AlexNet for Dog Breed Classification
This is a documentation of a lab presentation I made at Deep Learning IndabaX Nigeria, held on May 11th, 2019. This lab was on implementing a Convolutional Neural Network.
For this lab, I implemented this paper in order to teach participants how to read through a paper, and also how to implement it using the Keras sequential API in TensorFlow 2.0.
This paper showed a model that was used for classifying 1.2 million images in the 2010 ImageNet contest for classifying images into 1000 categories. Our goal in this lab was to build a model to classify dog images into 120 categories. There are 10,222 images in the training dataset for this task. This dataset is available on Kaggle.

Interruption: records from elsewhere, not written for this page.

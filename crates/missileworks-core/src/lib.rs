//! Core types and definitions for MissileWorks.
//!
//! This crate defines the vocabulary shared across all other crates:
//! vector math, handles, enums, tuning constants, config profiles, errors,
//! flight events, snapshots, and the World Services traits the flight
//! logic talks to. It owns no world state.

pub mod config;
pub mod constants;
pub mod enums;
pub mod error;
pub mod events;
pub mod math;
pub mod state;
pub mod types;
pub mod world;

pub use error::{FlightError, WorldError};
pub use world::WorldServices;
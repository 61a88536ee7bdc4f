//! Vector and angle helpers.
//!
//! Rotations are (pitch, roll, yaw) in degrees, applied yaw-then-pitch-then-roll
//! (Z·X·Y). Yaw 0 points along +Y; positive yaw turns toward −X.

use glam::{EulerRot, Quat, Vec3};
use rand::Rng;

/// Euler angles (pitch, 0, yaw) for a unit direction vector.
///
/// `invert_pitch` flips pitch by 180° for bodies whose nose is mounted
/// backwards.
pub fn euler_angles(direction: Vec3, invert_pitch: bool) -> Vec3 {
    let yaw = normalize_degrees(direction.y.atan2(direction.x).to_degrees() - 90.0);
    let mut pitch = direction.z.clamp(-1.0, 1.0).asin().to_degrees();
    if invert_pitch {
        pitch = invert_angle_degrees(pitch);
    }
    Vec3::new(pitch, 0.0, yaw)
}

/// Flip an angle by 180°. Output lies in (−180, 180].
pub fn invert_angle_degrees(angle: f32) -> f32 {
    normalize_degrees(angle + 180.0)
}

/// Wrap an angle into (−180, 180].
pub fn normalize_degrees(angle: f32) -> f32 {
    let wrapped = angle.rem_euclid(360.0);
    if wrapped > 180.0 {
        wrapped - 360.0
    } else {
        wrapped
    }
}

/// Shortest signed rotation taking `from` to `to`, in (−180, 180].
pub fn angle_delta(from: f32, to: f32) -> f32 {
    normalize_degrees(to - from)
}

/// Quaternion for a (pitch, roll, yaw) rotation in degrees.
pub fn rotation_quat(rotation: Vec3) -> Quat {
    Quat::from_euler(
        EulerRot::ZXY,
        rotation.z.to_radians(),
        rotation.x.to_radians(),
        rotation.y.to_radians(),
    )
}

/// Body-local vector expressed in world space.
pub fn local_to_world(rotation: Vec3, local: Vec3) -> Vec3 {
    rotation_quat(rotation) * local
}

/// World vector expressed in body-local space.
pub fn world_to_local(rotation: Vec3, world: Vec3) -> Vec3 {
    rotation_quat(rotation).inverse() * world
}

/// Offset `height` up and on the edge of a horizontal circle of
/// `halo_radius`, in a random quadrant. A zero radius gives a pure
/// vertical offset.
pub fn halo_offset<R: Rng + ?Sized>(rng: &mut R, height: f32, halo_radius: f32) -> Vec3 {
    let (mut x, mut y) = (0.0_f32, 0.0_f32);

    if halo_radius > 0.0 {
        let r2 = halo_radius * halo_radius;
        let x2 = rng.gen::<f32>() * r2;
        x = x2.sqrt();
        y = (r2 - x2).max(0.0).sqrt();
    }

    match rng.gen_range(0..4) {
        0 => Vec3::new(x, y, height),
        1 => Vec3::new(x, -y, height),
        2 => Vec3::new(-x, y, height),
        _ => Vec3::new(-x, -y, height),
    }
}

/// Random point on the horizontal circle of `radius` around `target`.
pub fn point_near<R: Rng + ?Sized>(rng: &mut R, target: Vec3, radius: f32) -> Vec3 {
    target + halo_offset(rng, 0.0, radius)
}

/// Rotation that points a body's `forward` axis at `target` from `from`,
/// plus an angle offset. Returns `None` when the points coincide.
pub fn orientation_toward(from: Vec3, target: Vec3, angle_offset: Vec3) -> Option<Vec3> {
    let direction = (target - from).try_normalize()?;
    let angles = euler_angles(direction, false) + angle_offset;
    Some(Vec3::new(
        normalize_degrees(angles.x),
        normalize_degrees(angles.y),
        normalize_degrees(angles.z),
    ))
}

#[cfg(test)]
mod tests {
    use super::*;

    fn close(a: f32, b: f32) -> bool {
        (a - b).abs() < 1e-3
    }

    #[test]
    fn test_euler_cardinal_directions() {
        let north = euler_angles(Vec3::Y, false);
        assert!(close(north.z, 0.0) && close(north.x, 0.0));

        let west = euler_angles(Vec3::NEG_X, false);
        assert!(close(west.z, 90.0), "west yaw: {}", west.z);

        let east = euler_angles(Vec3::X, false);
        assert!(close(east.z, -90.0), "east yaw: {}", east.z);

        let up = euler_angles(Vec3::new(0.0, 0.0, 1.0), false);
        assert!(close(up.x, 90.0));
    }

    #[test]
    fn test_euler_invert_pitch() {
        let level = euler_angles(Vec3::Y, true);
        assert!(close(level.x, 180.0));
    }

    #[test]
    fn test_local_to_world_matches_euler() {
        for dir in [
            Vec3::new(0.3, 0.9, -0.2),
            Vec3::new(-0.7, 0.1, 0.4),
            Vec3::new(0.0, -1.0, 0.0),
        ] {
            let dir = dir.normalize();
            let rot = euler_angles(dir, false);
            let forward = local_to_world(rot, Vec3::Y);
            assert!(
                forward.distance(dir) < 1e-3,
                "forward {forward:?} should match {dir:?}"
            );
            let back = world_to_local(rot, dir);
            assert!(back.distance(Vec3::Y) < 1e-3);
        }
    }

    #[test]
    fn test_angle_delta_shortest_path() {
        assert!(close(angle_delta(170.0, -170.0), 20.0));
        assert!(close(angle_delta(-170.0, 170.0), -20.0));
        assert!(close(angle_delta(0.0, 180.0), 180.0));
        assert!(close(angle_delta(10.0, 10.0), 0.0));
    }

    #[test]
    fn test_orientation_toward_coincident_points() {
        assert!(orientation_toward(Vec3::ONE, Vec3::ONE, Vec3::ZERO).is_none());
    }
}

The notebook implementing this is available in a GitHub repository hosted here. Please clone it and follow along.
The first thing you would want to do is download the training data for this challenge. The Kaggle link is provided above. You will also need the csv-format file that lists the different images along with their corresponding breed.
The lab is split into two sections. The first section is dedicated to a data pipeline. The second is dedicated to implementing the model.
We begin by installing TensorFlow 2.0. At the time of writing this article, it is in alpha release. We make use of the GPU version in order to speed-up training. This is done using the following command.
!pip install tensorflow-gpu==2.0.0-alpha0
We then go ahead with our imports.
import tensorflow as tf
from tensorflow.keras import layers, models, optimizers
import pandas as pd
import numpy as np
We need TensorFlow for a number of operations. We also import layers, models, and optimizers from tf.keras
so that we can create a sequential model and also add the various layers that we need.
We proceed to declare some constants. These are the height and width of the images we will work with inside our model, the number of channels in our images, as well as the batch size.
HEIGHT = 224
WIDTH = 224
NUM_CHANNELS = 3
BATCH_SIZE = 128
Next, we use pandas to read in the file called labels.csv
into the variable data_files
. This produces a DataFrame, which contains two columns, id
, and breed
. The first column calledid
is the name of the file in the training dataset. breed
is the categorical name of the dog breed.
We then proceed to extract the unique dog breeds from our file. This will give us a list that we can use to go from category names to numbers. We also use the opportunity to get the length of the list, which is the number of categories in our dataset.
dog_breeds = data_files['breed'].unique()
NCLASSES = len(dog_breeds)
We then proceed to engineer a new feature, which is an encoding of the categories.
data_files['breed_id'] = data_files['breed'].apply(lambda x: np.where(dog_breeds == x)[0][0])
We also engineer a new feature that gives us the absolute path to the image files.
data_files['img'] = data_files['id'].apply(lambda x: 'gs://johnthas-dog-breeds/train/{}.jpg'.format(x))
A cursory inspection of the files shows that after reading the image file, we will need to convert the input to a tensor using decode_jpeg
. This leads to the image pre-processing functions load_and_preprocess_image
and preprocess_image
. We then proceed to create a dataset from our data. We shuffle the data and place it into batches of 128.
At this point, we have our dataset ds
and we can proceed to build our model.
The model itself is straightforward once understand the architecture which is defined in the paper.
There are five convolutional layers. The first two layers have something called responsive normalization applied to them, followed by max pooling. I didn’t have much time to research responsive normalization, so I put in batch normalization. The remaining three convolution layers were stacked together, and then they were followed by a max pooling layer.
I implemented the convolution layers as Conv2D
. There is a 1D variant (for temporal data) as well as a 3D variant (for videos). There were various kernel settings, which were also implemented.
The architecture also features three fully connected layers, implemented as Dense
in our code. The first two had a 50% dropout, implemented as Dropout
in our notebook
All layers, except for the output, had relu
activation. Weight initialization, represented as kernel_initializer
was done using Gaussian distribution with 0 mean and 0.01 standard deviation. I used a RandomNormal
for that.
Bias initialization was a constant, either 0 or 1, depending on the layer.
The optimizer was Stochastic Gradient Descent, with a momentum of 0.9 and a weight decay of 5e-3.
In the paper, image augmentation was discussed as another strategy for reducing overfitting in the model, along with dropout. You can add functions for data augmentation to the preprocessing function. I will cover that in another paper.
If you follow along, you will notice that our model has 38 million parameters, as against the 60 million in the paper. That is because our output layer has only 120 neurons, as against 1000 in the paper.
Please, go ahead and try your hands on the notebook.